-- Exercise instructions --
In the listing, find every line that has the string "const" and copy it.

-- Data extract --
//! Token Types
//!
//! Token endpoint responses and the persisted credential record.

use chrono::{DateTime, Duration, Utc};
use secrecy::{ExposeSecret, SecretString};
use serde::{Deserialize, Serialize, Serializer};
use std::collections::HashMap;

use crate::error::{CredentialError, ProtocolError};
use crate::types::ScopeSet;

/// Token response from the authorization server.
#[derive(Clone, Debug, Deserialize)]
pub struct TokenResponse {
    /// Access token.
    pub access_token: String,
    /// Token type (usually "Bearer").
    #[serde(default = "default_token_type")]
    pub token_type: String,
    /// Expires in seconds.
    #[serde(default)]
    pub expires_in: Option<u64>,
    /// Refresh token.
    #[serde(default)]
    pub refresh_token: Option<String>,
    /// Granted scopes.
    #[serde(default)]
    pub scope: Option<String>,
    /// ID token (OIDC).
    #[serde(default)]
    pub id_token: Option<String>,
    /// Additional fields.
    #[serde(flatten)]
    pub extra: HashMap<String, serde_json::Value>,
}

fn default_token_type() -> String {
    "Bearer".to_string()
}

/// One delegated-access grant.
///
/// Persisted as JSON; timestamps are RFC 3339 in UTC with sub-second
/// precision so a reload yields the same expiry.
#[derive(Clone, Serialize, Deserialize)]
pub struct CredentialRecord {
    /// Short-lived access token.
    #[serde(serialize_with = "serialize_secret")]
    pub access_token: SecretString,
    /// Long-lived refresh token, absent for grants without offline access.
    #[serde(
        default,
        serialize_with = "serialize_optional_secret",
        skip_serializing_if = "Option::is_none"
    )]
    pub refresh_token: Option<SecretString>,
    #[serde(default = "default_token_type")]
    pub token_type: String,
    /// `None` when the provider gave no lifetime.
    #[serde(default, skip_serializing_if = "Option::is_none")]
    pub expires_at: Option<DateTime<Utc>>,
    /// Granted scopes.
    pub scopes: ScopeSet,
    /// Client the grant was issued to.
    pub client_id: String,
    pub obtained_at: DateTime<Utc>,
    pub updated_at: DateTime<Utc>,
}

impl CredentialRecord {
    /// Build a record from an authorization-code exchange.
    ///
    /// When the provider omits `scope`, the requested set is assumed granted.
    pub fn from_token_response(
        response: &TokenResponse,
        client_id: &str,
        requested: &ScopeSet,
        now: DateTime<Utc>,
    ) -> Result<Self, CredentialError> {
        if response.access_token.is_empty() {
            return Err(CredentialError::Protocol(ProtocolError::InvalidResponse {
                message: "token response has an empty access_token".to_string(),
            }));
        }

        let scopes = response
            .scope
            .as_deref()
            .and_then(|s| ScopeSet::parse(s).ok())
            .unwrap_or_else(|| requested.clone());

        Ok(Self {
            access_token: SecretString::new(response.access_token.clone()),
            refresh_token: response.refresh_token.clone().map(SecretString::new),
            token_type: response.token_type.clone(),
            expires_at: expiry_from(response.expires_in, now),
            scopes,
            client_id: client_id.to_string(),
            obtained_at: now,
            updated_at: now,
        })
    }

    /// Apply a refresh-token exchange in place.
    ///
    /// The refresh token is kept unless the endpoint rotated it; the granted
    /// scope set is kept because the record stays keyed by it.
    pub fn apply_refresh(
        &mut self,
        response: &TokenResponse,
        now: DateTime<Utc>,
    ) -> Result<(), CredentialError> {
        if response.access_token.is_empty() {
            return Err(CredentialError::Protocol(ProtocolError::InvalidResponse {
                message: "refresh response has an empty access_token".to_string(),
            }));
        }

        self.access_token = SecretString::new(response.access_token.clone());
        if let Some(rotated) = &response.refresh_token {
            self.refresh_token = Some(SecretString::new(rotated.clone()));
        }
        self.token_type = response.token_type.clone();
        self.expires_at = expiry_from(response.expires_in, now);
        self.updated_at = now;
        Ok(())
    }

    /// Access token value, for handing to API clients.
    pub fn access_token(&self) -> &str {
        self.access_token.expose_secret()
    }

    pub fn has_refresh_token(&self) -> bool {
        self.refresh_token.is_some()
    }

    /// Check if the access token is past its expiry.
    pub fn is_expired(&self, now: DateTime<Utc>) -> bool {
        self.expires_at.map(|exp| exp <= now).unwrap_or(false)
    }

    /// Check if the access token expires within `buffer` of `now`.
    pub fn expires_within(&self, buffer: std::time::Duration, now: DateTime<Utc>) -> bool {
        let buffer = Duration::from_std(buffer).unwrap_or_else(|_| Duration::zero());
        self.expires_at
            .map(|exp| exp <= now + buffer)
            .unwrap_or(false)
    }

    /// Remaining lifetime in seconds, clamped at zero.
    pub fn remaining_lifetime(&self, now: DateTime<Utc>) -> Option<i64> {
        self.expires_at
            .map(|exp| if exp > now { (exp - now).num_seconds() } else { 0 })
    }

    /// Format as Authorization header value.
    pub fn authorization_header(&self) -> String {
        format!("{} {}", self.token_type, self.access_token.expose_secret())
    }
}

impl std::fmt::Debug for CredentialRecord {
    fn fmt(&self, f: &mut std::fmt::Formatter<'_>) -> std::fmt::Result {
        f.debug_struct("CredentialRecord")
            .field("access_token", &"[REDACTED]")
            .field(
                "refresh_token",
                &self.refresh_token.as_ref().map(|_| "[REDACTED]"),
            )
            .field("token_type", &self.token_type)
            .field("expires_at", &self.expires_at)
            .field("scopes", &self.scopes)
            .field("client_id", &self.client_id)
            .field("obtained_at", &self.obtained_at)
            .field("updated_at", &self.updated_at)
            .finish()
    }
}

/// Token type hint for revocation requests.
#[derive(Clone, Copy, Debug, PartialEq, Eq)]
pub enum TokenTypeHint {
    AccessToken,
    RefreshToken,
}

impl TokenTypeHint {
    pub fn as_str(&self) -> &'static str {
        match self {
            Self::AccessToken => "access_token",
            Self::RefreshToken => "refresh_token",
        }
    }
}

// Upper bound on a provider-supplied lifetime, keeps date arithmetic in range.
const MAX_LIFETIME_SECS: i64 = 10 * 365 * 24 * 3600;

fn expiry_from(expires_in: Option<u64>, now: DateTime<Utc>) -> Option<DateTime<Utc>> {
    expires_in.map(|secs| {
        let secs = i64::try_from(secs).unwrap_or(MAX_LIFETIME_SECS).min(MAX_LIFETIME_SECS);
        now + Duration::seconds(secs)
    })
}

fn serialize_secret<S: Serializer>(secret: &SecretString, serializer: S) -> Result<S::Ok, S::Error> {
    serializer.serialize_str(secret.expose_secret())
}

fn serialize_optional_secret<S: Serializer>(
    secret: &Option<SecretString>,
    serializer: S,
) -> Result<S::Ok, S::Error> {
    match secret {
        Some(secret) => serializer.serialize_some(secret.expose_secret()),
        None => serializer.serialize_none(),
    }
}
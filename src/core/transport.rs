//! HTTP Transport
//!
//! HTTP client seam used by the token refresher, code exchange and revoker.

use async_trait::async_trait;
use std::collections::{HashMap, VecDeque};
use std::sync::Mutex;
use std::time::Duration;

use crate::error::{CredentialError, NetworkError, ProtocolError};
use crate::types::DEFAULT_TIMEOUT_SECS;

/// Token endpoint responses are small; anything larger is not a token response.
pub const DEFAULT_MAX_RESPONSE_SIZE: usize = 1024 * 1024;

/// HTTP request definition.
#[derive(Clone, Debug)]
pub struct HttpRequest {
    pub method: HttpMethod,
    pub url: String,
    pub headers: HashMap<String, String>,
    pub body: Option<String>,
    /// Per-request timeout, overriding the transport default.
    pub timeout: Option<Duration>,
}

impl HttpRequest {
    /// Build a form-encoded POST.
    pub fn form_post(url: impl Into<String>, params: &[(&str, &str)]) -> Self {
        let mut headers = HashMap::new();
        headers.insert(
            "content-type".to_string(),
            "application/x-www-form-urlencoded".to_string(),
        );
        headers.insert("accept".to_string(), "application/json".to_string());

        Self {
            method: HttpMethod::Post,
            url: url.into(),
            headers,
            body: Some(encode_form(params)),
            timeout: None,
        }
    }

    pub fn with_header(mut self, name: impl Into<String>, value: impl Into<String>) -> Self {
        self.headers.insert(name.into(), value.into());
        self
    }

    /// Decoded form body, for assertions on recorded requests.
    pub fn form_params(&self) -> HashMap<String, String> {
        self.body
            .as_deref()
            .map(|body| {
                url::form_urlencoded::parse(body.as_bytes())
                    .into_owned()
                    .collect()
            })
            .unwrap_or_default()
    }
}

/// HTTP method.
#[derive(Clone, Copy, Debug, PartialEq, Eq)]
pub enum HttpMethod {
    Get,
    Post,
}

impl HttpMethod {
    pub fn as_str(&self) -> &'static str {
        match self {
            Self::Get => "GET",
            Self::Post => "POST",
        }
    }
}

/// HTTP response definition.
#[derive(Clone, Debug)]
pub struct HttpResponse {
    pub status: u16,
    /// Lowercased header names.
    pub headers: HashMap<String, String>,
    pub body: String,
}

impl HttpResponse {
    pub fn is_success(&self) -> bool {
        (200..300).contains(&self.status)
    }
}

/// HTTP transport interface (for dependency injection).
#[async_trait]
pub trait HttpTransport: Send + Sync {
    /// Send an HTTP request.
    async fn send(&self, request: HttpRequest) -> Result<HttpResponse, CredentialError>;
}

/// Default reqwest-based HTTP transport.
pub struct ReqwestHttpTransport {
    client: reqwest::Client,
    default_timeout: Duration,
    max_response_size: usize,
}

impl ReqwestHttpTransport {
    /// Create a transport with the default timeout.
    pub fn new() -> Result<Self, CredentialError> {
        Self::with_timeout(Duration::from_secs(DEFAULT_TIMEOUT_SECS))
    }

    pub fn with_timeout(timeout: Duration) -> Result<Self, CredentialError> {
        Self::with_options(timeout, DEFAULT_MAX_RESPONSE_SIZE)
    }

    /// Create a transport with custom options.
    pub fn with_options(timeout: Duration, max_response_size: usize) -> Result<Self, CredentialError> {
        let client = reqwest::Client::builder()
            .timeout(timeout)
            // Token endpoints never legitimately redirect.
            .redirect(reqwest::redirect::Policy::none())
            .build()
            .map_err(|e| NetworkError::ClientSetup {
                message: e.to_string(),
            })?;

        Ok(Self {
            client,
            default_timeout: timeout,
            max_response_size,
        })
    }
}

#[async_trait]
impl HttpTransport for ReqwestHttpTransport {
    async fn send(&self, request: HttpRequest) -> Result<HttpResponse, CredentialError> {
        let timeout = request.timeout.unwrap_or(self.default_timeout);

        let mut builder = match request.method {
            HttpMethod::Get => self.client.get(&request.url),
            HttpMethod::Post => self.client.post(&request.url),
        };

        for (key, value) in &request.headers {
            builder = builder.header(key, value);
        }

        if let Some(body) = request.body {
            builder = builder.body(body);
        }

        let response = builder.timeout(timeout).send().await.map_err(|e| {
            if e.is_timeout() {
                NetworkError::Timeout { timeout }
            } else {
                NetworkError::ConnectionFailed {
                    message: e.to_string(),
                }
            }
        })?;

        let status = response.status().as_u16();

        if (300..400).contains(&status) {
            let location = response
                .headers()
                .get(reqwest::header::LOCATION)
                .and_then(|v| v.to_str().ok())
                .unwrap_or("")
                .to_string();
            return Err(ProtocolError::UnexpectedRedirect { location }.into());
        }

        let mut headers = HashMap::new();
        for (key, value) in response.headers() {
            if let Ok(v) = value.to_str() {
                headers.insert(key.as_str().to_lowercase(), v.to_string());
            }
        }

        if let Some(len) = response.content_length() {
            let len = usize::try_from(len).unwrap_or(usize::MAX);
            if len > self.max_response_size {
                return Err(ProtocolError::ResponseTooLarge { size: len }.into());
            }
        }

        let body = response
            .text()
            .await
            .map_err(|e| ProtocolError::InvalidResponse {
                message: e.to_string(),
            })?;

        if body.len() > self.max_response_size {
            return Err(ProtocolError::ResponseTooLarge { size: body.len() }.into());
        }

        Ok(HttpResponse {
            status,
            headers,
            body,
        })
    }
}

/// Encode `application/x-www-form-urlencoded` pairs.
pub fn encode_form(params: &[(&str, &str)]) -> String {
    url::form_urlencoded::Serializer::new(String::new())
        .extend_pairs(params)
        .finish()
}

/// Mock HTTP transport for testing. Responses are returned in the order queued.
#[derive(Default)]
pub struct MockHttpTransport {
    responses: Mutex<VecDeque<HttpResponse>>,
    request_history: Mutex<Vec<HttpRequest>>,
}

impl MockHttpTransport {
    pub fn new() -> Self {
        Self::default()
    }

    pub fn queue_response(&self, status: u16, body: impl Into<String>) -> &Self {
        lock(&self.responses).push_back(HttpResponse {
            status,
            headers: HashMap::new(),
            body: body.into(),
        });
        self
    }

    /// Queue a JSON response.
    pub fn queue_json_response(&self, status: u16, body: &serde_json::Value) -> &Self {
        self.queue_response(status, body.to_string())
    }

    pub fn get_requests(&self) -> Vec<HttpRequest> {
        lock(&self.request_history).clone()
    }

    pub fn get_last_request(&self) -> Option<HttpRequest> {
        lock(&self.request_history).last().cloned()
    }
}

#[async_trait]
impl HttpTransport for MockHttpTransport {
    async fn send(&self, request: HttpRequest) -> Result<HttpResponse, CredentialError> {
        lock(&self.request_history).push(request);

        lock(&self.responses).pop_front().ok_or_else(|| {
            NetworkError::ConnectionFailed {
                message: "No mock response available".to_string(),
            }
            .into()
        })
    }
}

/// Lock a std mutex, recovering the data if a test thread panicked while holding it.
pub(crate) fn lock<T>(mutex: &Mutex<T>) -> std::sync::MutexGuard<'_, T> {
    mutex.lock().unwrap_or_else(|poisoned| poisoned.into_inner())
}

#[cfg(test)]
mod tests {
    use super::*;

    #[tokio::test]
    async fn test_mock_transport_is_fifo() {
        let transport = MockHttpTransport::new();
        transport
            .queue_json_response(200, &serde_json::json!({"n": 1}))
            .queue_response(500, "second");

        let request = HttpRequest::form_post("https://example.com/token", &[("a", "b")]);
        let first = transport.send(request.clone()).await.unwrap();
        let second = transport.send(request).await.unwrap();

        assert!(first.is_success());
        assert_eq!(second.status, 500);
        assert!(transport.send(HttpRequest::form_post("x", &[])).await.is_err());
        assert_eq!(transport.get_requests().len(), 3);
    }

    #[test]
    fn test_form_encoding() {
        let request = HttpRequest::form_post(
            "https://example.com",
            &[("redirect_uri", "http://127.0.0.1:8080/"), ("scope", "a b")],
        );
        assert_eq!(
            request.body.as_deref(),
            Some("redirect_uri=http%3A%2F%2F127.0.0.1%3A8080%2F&scope=a+b")
        );
        assert_eq!(request.form_params()["scope"], "a b");
        assert_eq!(
            request.headers["content-type"],
            "application/x-www-form-urlencoded"
        );
    }

    #[test]
    fn test_http_method_as_str() {
        assert_eq!(HttpMethod::Get.as_str(), "GET");
        assert_eq!(HttpMethod::Post.as_str(), "POST");
    }
}
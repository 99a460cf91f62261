//! Callback Types
//!
//! Parameters carried by the browser redirect back to the loopback listener.

use url::Url;

/// Callback parameters from the authorization redirect.
#[derive(Clone, Debug, Default, PartialEq, Eq)]
pub struct CallbackParams {
    pub code: Option<String>,
    pub state: Option<String>,
    pub error: Option<String>,
    pub error_description: Option<String>,
}

impl CallbackParams {
    /// Parse callback parameters from a full URL.
    pub fn from_url(url: &Url) -> Self {
        let mut params = Self::default();

        for (key, value) in url.query_pairs() {
            match key.as_ref() {
                "code" => params.code = Some(value.into_owned()),
                "state" => params.state = Some(value.into_owned()),
                "error" => params.error = Some(value.into_owned()),
                "error_description" => params.error_description = Some(value.into_owned()),
                _ => {}
            }
        }

        params
    }

    /// Parse the request target of an HTTP request line (`/callback?code=...`).
    ///
    /// Returns `None` when the target cannot be resolved against a loopback base.
    pub fn from_request_target(target: &str) -> Option<Self> {
        let base = Url::parse("http://127.0.0.1/").ok()?;
        let url = base.join(target).ok()?;
        Some(Self::from_url(&url))
    }

    /// Check if the callback reports an error.
    pub fn is_error(&self) -> bool {
        self.error.is_some()
    }

    /// Check if the callback carries a code and no error.
    pub fn is_success(&self) -> bool {
        self.code.is_some() && self.error.is_none()
    }

    /// Whether this request is an OAuth redirect at all (browsers also ask for `/favicon.ico`).
    pub fn is_oauth_redirect(&self) -> bool {
        self.code.is_some() || self.error.is_some()
    }
}
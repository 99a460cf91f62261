//! Google Credentials Integration Module
//!
//! Credential lifecycle management for the Google APIs used by the video
//! uploader: YouTube for uploads and Sheets for the upload log.
//!
//! # Features
//!
//! - Per-identity, per-scope-set credential cache backed by files
//! - Silent renewal through the refresh grant (RFC 6749 Section 6)
//! - Interactive consent over a loopback redirect with PKCE (RFC 7636)
//! - Revocation of all grants for an identity (RFC 7009)
//! - One consent at a time per cache key, even under concurrent callers
//!
//! # Example
//!
//! ```rust,ignore
//! use integrations_google_credentials::{credential_manager, GoogleService};
//!
//! #[tokio::main]
//! async fn main() -> Result<(), Box<dyn std::error::Error>> {
//!     let manager = credential_manager()
//!         .client_secret_file("config/client_secret.json")
//!         .token_dir(".tokens")
//!         .build()?;
//!
//!     let credential = manager
//!         .acquire_for_service(GoogleService::Combined, "creator@example.com")
//!         .await?;
//!     println!("Authorization: {}", credential.authorization_header());
//!
//!     if !manager.revoke("creator@example.com").await {
//!         eprintln!("Remote revocation incomplete; local copies were removed");
//!     }
//!
//!     Ok(())
//! }
//! ```
//!
//! # Architecture
//!
//! - `types`: scopes, cache keys, credential records and client configuration
//! - `error`: error hierarchy and provider error mapping
//! - `core`: HTTP transport and PKCE primitives
//! - `flows`: interactive consent and the refresh grant
//! - `token`: storage, state classification, revocation and the manager
//! - `builders`: fluent builder wiring the production collaborators

pub mod builders;
pub mod core;
pub mod error;
pub mod flows;
pub mod token;
pub mod types;

// Re-export the manager and its builder
pub use builders::{credential_manager, CredentialManagerBuilder};
pub use token::{
    AuthStatus, CredentialManager, CredentialState, RevocationFailure, RevocationReport,
    RevocationWarning,
};

// Re-export errors
pub use error::{
    create_error_from_response, get_user_message, map_token_error, parse_error_response,
    AuthorizationError, ConfigurationError, CredentialError, CredentialResult, NetworkError,
    OAuth2ErrorResponse, ProtocolError, ProviderError, StorageError, TokenError,
};

// Re-export types
pub use types::{
    // Scopes and keys
    scopes, GoogleService, ScopeSet, TokenCacheKey, DEFAULT_IDENTITY,
    // Records
    CredentialRecord, TokenResponse, TokenTypeHint,
    // Configuration
    ClientAuthMethod, ClientIdentity, CredentialManagerConfig, GOOGLE_AUTH_URI,
    GOOGLE_REVOKE_URI, GOOGLE_TOKEN_URI,
    // Consent
    AuthorizationRequest, CallbackParams, PkceMethod, PkceParams, Prompt,
};

// Re-export core components
pub use core::{
    DefaultPkceGenerator, HttpMethod, HttpRequest, HttpResponse, HttpTransport,
    MockHttpTransport, PkceGenerator, ReqwestHttpTransport,
};

// Re-export flows
pub use flows::{
    AuthorizationFlowProvider, BrowserLauncher, DefaultTokenRefresher, LoopbackConsentFlow,
    MockAuthorizationFlow, MockTokenRefresher, SystemBrowser, TokenRefresher,
};

// Re-export token storage and revocation
pub use token::{
    DefaultTokenRevoker, FileTokenStore, InMemoryTokenStore, MockTokenRevoker, MockTokenStore,
    TokenRevoker, TokenStore,
};
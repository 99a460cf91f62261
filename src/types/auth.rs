//! Authorization Types
//!
//! Types for the interactive consent flow.

use secrecy::{ExposeSecret, SecretString};

/// Prompt behavior for authorization.
#[derive(Clone, Copy, Debug, PartialEq, Eq)]
pub enum Prompt {
    /// Do not display any authentication or consent UI.
    None,
    /// Force consent screen. Google only returns a refresh token on consent.
    Consent,
    /// Force account selection.
    SelectAccount,
}

impl Prompt {
    pub fn as_str(&self) -> &'static str {
        match self {
            Self::None => "none",
            Self::Consent => "consent",
            Self::SelectAccount => "select_account",
        }
    }
}

/// PKCE challenge method.
#[derive(Clone, Copy, Debug, PartialEq, Eq, Default)]
pub enum PkceMethod {
    /// SHA-256 hash.
    #[default]
    S256,
    Plain,
}

impl PkceMethod {
    pub fn as_str(&self) -> &'static str {
        match self {
            Self::S256 => "S256",
            Self::Plain => "plain",
        }
    }
}

/// PKCE parameters.
#[derive(Clone)]
pub struct PkceParams {
    /// Code verifier, sent only in the code exchange.
    pub code_verifier: SecretString,
    /// Code challenge, sent in the authorization URL.
    pub code_challenge: String,
    pub code_challenge_method: PkceMethod,
}

impl PkceParams {
    pub fn verifier(&self) -> &str {
        self.code_verifier.expose_secret()
    }
}

impl std::fmt::Debug for PkceParams {
    fn fmt(&self, f: &mut std::fmt::Formatter<'_>) -> std::fmt::Result {
        f.debug_struct("PkceParams")
            .field("code_verifier", &"[REDACTED]")
            .field("code_challenge", &self.code_challenge)
            .field("code_challenge_method", &self.code_challenge_method)
            .finish()
    }
}

/// A prepared authorization request, one per consent attempt.
#[derive(Clone, Debug)]
pub struct AuthorizationRequest {
    /// URL the user opens in a browser.
    pub url: String,
    /// Expected `state` on the redirect.
    pub state: String,
    /// Loopback redirect URI, repeated verbatim in the code exchange.
    pub redirect_uri: String,
    pub pkce: PkceParams,
}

-- Solution for this task --
const MAX_LIFETIME_SECS: i64 = 10 * 365 * 24 * 3600;
pub const DEFAULT_MAX_RESPONSE_SIZE: usize = 1024 * 1024;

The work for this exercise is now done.